Problem requirements: Only lines below containing the string "ExecuteCommandParams" should be counted; please give that count by itself.

Stored data entries:
○ ○ ○ ○
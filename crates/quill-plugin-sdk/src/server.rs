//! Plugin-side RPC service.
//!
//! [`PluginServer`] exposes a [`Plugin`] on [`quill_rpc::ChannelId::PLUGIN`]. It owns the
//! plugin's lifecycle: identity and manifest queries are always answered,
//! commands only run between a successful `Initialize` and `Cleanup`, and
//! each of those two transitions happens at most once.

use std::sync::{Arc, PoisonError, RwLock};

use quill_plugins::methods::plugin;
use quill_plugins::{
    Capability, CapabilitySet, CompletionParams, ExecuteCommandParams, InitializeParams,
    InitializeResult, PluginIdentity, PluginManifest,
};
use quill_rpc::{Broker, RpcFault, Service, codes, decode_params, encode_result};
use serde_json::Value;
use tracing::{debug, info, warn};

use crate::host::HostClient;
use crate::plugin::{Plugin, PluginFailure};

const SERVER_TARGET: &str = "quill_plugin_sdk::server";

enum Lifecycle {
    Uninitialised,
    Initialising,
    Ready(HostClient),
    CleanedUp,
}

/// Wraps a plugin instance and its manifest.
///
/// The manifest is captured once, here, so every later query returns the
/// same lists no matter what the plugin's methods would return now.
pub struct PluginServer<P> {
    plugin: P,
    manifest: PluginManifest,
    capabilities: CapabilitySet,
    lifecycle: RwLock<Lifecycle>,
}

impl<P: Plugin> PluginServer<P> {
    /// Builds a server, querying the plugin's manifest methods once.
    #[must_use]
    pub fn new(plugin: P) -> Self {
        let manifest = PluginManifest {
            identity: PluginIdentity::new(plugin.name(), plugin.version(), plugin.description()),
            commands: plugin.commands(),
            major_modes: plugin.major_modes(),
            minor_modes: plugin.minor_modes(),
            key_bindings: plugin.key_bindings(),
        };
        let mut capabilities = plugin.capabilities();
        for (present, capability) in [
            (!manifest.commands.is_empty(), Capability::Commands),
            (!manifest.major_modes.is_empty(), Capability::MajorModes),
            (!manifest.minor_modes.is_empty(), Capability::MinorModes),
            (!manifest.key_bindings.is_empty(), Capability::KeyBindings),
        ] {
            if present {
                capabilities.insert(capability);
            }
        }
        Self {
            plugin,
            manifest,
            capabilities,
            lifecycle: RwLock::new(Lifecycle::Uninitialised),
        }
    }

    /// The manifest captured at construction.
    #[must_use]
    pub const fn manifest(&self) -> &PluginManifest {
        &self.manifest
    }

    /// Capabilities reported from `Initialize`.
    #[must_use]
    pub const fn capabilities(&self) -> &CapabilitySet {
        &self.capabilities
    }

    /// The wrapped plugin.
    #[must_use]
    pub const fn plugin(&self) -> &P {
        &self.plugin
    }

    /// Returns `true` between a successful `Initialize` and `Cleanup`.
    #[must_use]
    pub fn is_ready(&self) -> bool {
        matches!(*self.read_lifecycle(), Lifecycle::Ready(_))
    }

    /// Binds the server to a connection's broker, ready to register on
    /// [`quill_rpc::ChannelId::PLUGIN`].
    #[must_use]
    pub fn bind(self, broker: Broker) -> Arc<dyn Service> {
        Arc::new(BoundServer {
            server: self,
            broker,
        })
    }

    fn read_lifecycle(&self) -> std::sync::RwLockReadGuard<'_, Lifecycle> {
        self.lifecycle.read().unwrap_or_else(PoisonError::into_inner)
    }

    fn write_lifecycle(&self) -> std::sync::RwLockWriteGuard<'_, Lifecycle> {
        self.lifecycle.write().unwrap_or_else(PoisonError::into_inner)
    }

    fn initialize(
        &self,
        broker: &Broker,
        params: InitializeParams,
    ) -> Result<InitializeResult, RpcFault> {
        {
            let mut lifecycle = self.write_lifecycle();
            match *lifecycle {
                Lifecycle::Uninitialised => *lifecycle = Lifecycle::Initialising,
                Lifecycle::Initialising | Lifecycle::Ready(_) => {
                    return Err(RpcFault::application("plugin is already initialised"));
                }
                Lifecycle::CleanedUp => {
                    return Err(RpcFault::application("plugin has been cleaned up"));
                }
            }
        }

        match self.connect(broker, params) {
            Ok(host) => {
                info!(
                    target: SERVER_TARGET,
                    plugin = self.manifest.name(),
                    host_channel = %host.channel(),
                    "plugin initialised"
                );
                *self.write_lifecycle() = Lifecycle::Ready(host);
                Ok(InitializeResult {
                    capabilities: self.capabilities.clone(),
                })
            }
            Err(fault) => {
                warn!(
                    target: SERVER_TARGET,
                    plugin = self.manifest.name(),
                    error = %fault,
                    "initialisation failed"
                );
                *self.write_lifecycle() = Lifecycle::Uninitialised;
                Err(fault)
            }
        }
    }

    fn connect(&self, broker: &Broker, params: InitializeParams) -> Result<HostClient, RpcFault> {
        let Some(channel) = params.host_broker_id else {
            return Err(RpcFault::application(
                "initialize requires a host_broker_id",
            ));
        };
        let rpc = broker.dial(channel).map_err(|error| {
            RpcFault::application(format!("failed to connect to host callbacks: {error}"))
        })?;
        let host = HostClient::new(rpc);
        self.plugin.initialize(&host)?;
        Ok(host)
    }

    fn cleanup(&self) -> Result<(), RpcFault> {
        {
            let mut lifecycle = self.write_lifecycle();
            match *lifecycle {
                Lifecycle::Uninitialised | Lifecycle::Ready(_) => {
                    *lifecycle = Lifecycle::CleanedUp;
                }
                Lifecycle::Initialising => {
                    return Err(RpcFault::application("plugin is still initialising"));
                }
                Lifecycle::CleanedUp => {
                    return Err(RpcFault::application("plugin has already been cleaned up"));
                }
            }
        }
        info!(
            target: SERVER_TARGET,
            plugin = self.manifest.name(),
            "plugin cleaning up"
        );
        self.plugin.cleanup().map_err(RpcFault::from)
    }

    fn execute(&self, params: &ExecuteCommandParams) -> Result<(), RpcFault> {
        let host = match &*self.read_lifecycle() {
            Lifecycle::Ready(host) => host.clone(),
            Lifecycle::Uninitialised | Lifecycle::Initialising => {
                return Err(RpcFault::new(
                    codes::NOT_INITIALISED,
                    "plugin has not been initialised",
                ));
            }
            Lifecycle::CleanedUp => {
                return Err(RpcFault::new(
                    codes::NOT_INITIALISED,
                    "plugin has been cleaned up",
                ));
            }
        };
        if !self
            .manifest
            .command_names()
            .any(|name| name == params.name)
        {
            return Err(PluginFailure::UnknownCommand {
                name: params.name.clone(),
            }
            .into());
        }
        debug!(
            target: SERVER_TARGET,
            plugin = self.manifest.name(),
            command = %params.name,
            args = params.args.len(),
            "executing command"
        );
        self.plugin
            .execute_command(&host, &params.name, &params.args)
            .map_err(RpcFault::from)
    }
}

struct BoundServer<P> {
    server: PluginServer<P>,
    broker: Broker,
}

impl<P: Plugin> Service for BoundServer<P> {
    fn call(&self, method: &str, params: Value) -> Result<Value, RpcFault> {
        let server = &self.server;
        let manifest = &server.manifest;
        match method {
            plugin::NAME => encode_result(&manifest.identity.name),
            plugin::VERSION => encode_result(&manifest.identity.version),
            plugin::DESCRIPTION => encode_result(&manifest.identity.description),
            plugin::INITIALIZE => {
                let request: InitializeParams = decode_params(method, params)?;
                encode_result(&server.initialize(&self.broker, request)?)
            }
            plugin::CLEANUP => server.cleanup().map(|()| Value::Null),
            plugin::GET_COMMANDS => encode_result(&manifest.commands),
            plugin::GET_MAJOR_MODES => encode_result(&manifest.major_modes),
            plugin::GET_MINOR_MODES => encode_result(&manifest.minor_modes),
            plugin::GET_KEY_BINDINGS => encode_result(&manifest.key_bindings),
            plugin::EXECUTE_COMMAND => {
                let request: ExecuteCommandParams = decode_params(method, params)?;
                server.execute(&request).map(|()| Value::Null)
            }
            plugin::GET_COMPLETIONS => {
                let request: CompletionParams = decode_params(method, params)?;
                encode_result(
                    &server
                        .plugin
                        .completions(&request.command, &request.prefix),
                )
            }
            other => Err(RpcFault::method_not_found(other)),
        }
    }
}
○ ○ ○ ○
Solution to this task: 3